Only the total should be returned: the number of lines in the data that hold the string "warn".

=== AVAILABLE DATA ===

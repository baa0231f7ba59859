//! Buzzer, status LED and auxiliary light on GPIO.

use rppal::gpio::{Gpio, OutputPin};
use rover_traits::Feedback;

use crate::error::{HwError, Result};
use crate::tone::{BuzzerStep, ToneQueue};

pub struct GpioFeedback {
    buzzer: OutputPin,
    status_led: OutputPin,
    light: OutputPin,
    tones: ToneQueue,
}

impl GpioFeedback {
    pub fn new(buzzer: u8, status_led: u8, light: u8) -> Result<Self> {
        let gpio = Gpio::new().map_err(|e| HwError::Gpio(e.to_string()))?;
        let out = |pin: u8| -> Result<OutputPin> {
            gpio.get(pin)
                .map(|p| p.into_output_low())
                .map_err(|e| HwError::Gpio(format!("pin {pin}: {e}")))
        };
        Ok(Self {
            buzzer: out(buzzer)?,
            status_led: out(status_led)?,
            light: out(light)?,
            tones: ToneQueue::new(),
        })
    }

    fn silence(&mut self) {
        if let Err(e) = self.buzzer.clear_pwm() {
            tracing::warn!(error = %e, "buzzer clear failed");
        }
        self.buzzer.set_low();
    }
}

impl Feedback for GpioFeedback {
    /// Queued; the buzzer changes on the next `service`.
    fn play_tone(&mut self, frequency_hz: u32, duration_ms: u32) {
        self.tones.push(frequency_hz, duration_ms);
    }

    fn toggle_light(&mut self) {
        self.light.toggle();
        tracing::debug!(on = self.light.is_set_high(), "light toggled");
    }

    fn set_status_led(&mut self, on: bool) {
        if on {
            self.status_led.set_high();
        } else {
            self.status_led.set_low();
        }
    }

    fn service(&mut self, now_ms: u64) {
        match self.tones.service(now_ms) {
            Some(BuzzerStep::Start { frequency_hz }) => {
                if let Err(e) = self.buzzer.set_pwm_frequency(f64::from(frequency_hz), 0.5) {
                    tracing::warn!(error = %e, frequency_hz, "buzzer start failed");
                }
            }
            Some(BuzzerStep::Silence) => {
                tracing::trace!("tone finished");
                self.silence();
            }
            None => {}
        }
    }
}

impl Drop for GpioFeedback {
    fn drop(&mut self) {
        self.silence();
    }
}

===

RESPONSE BOX - 2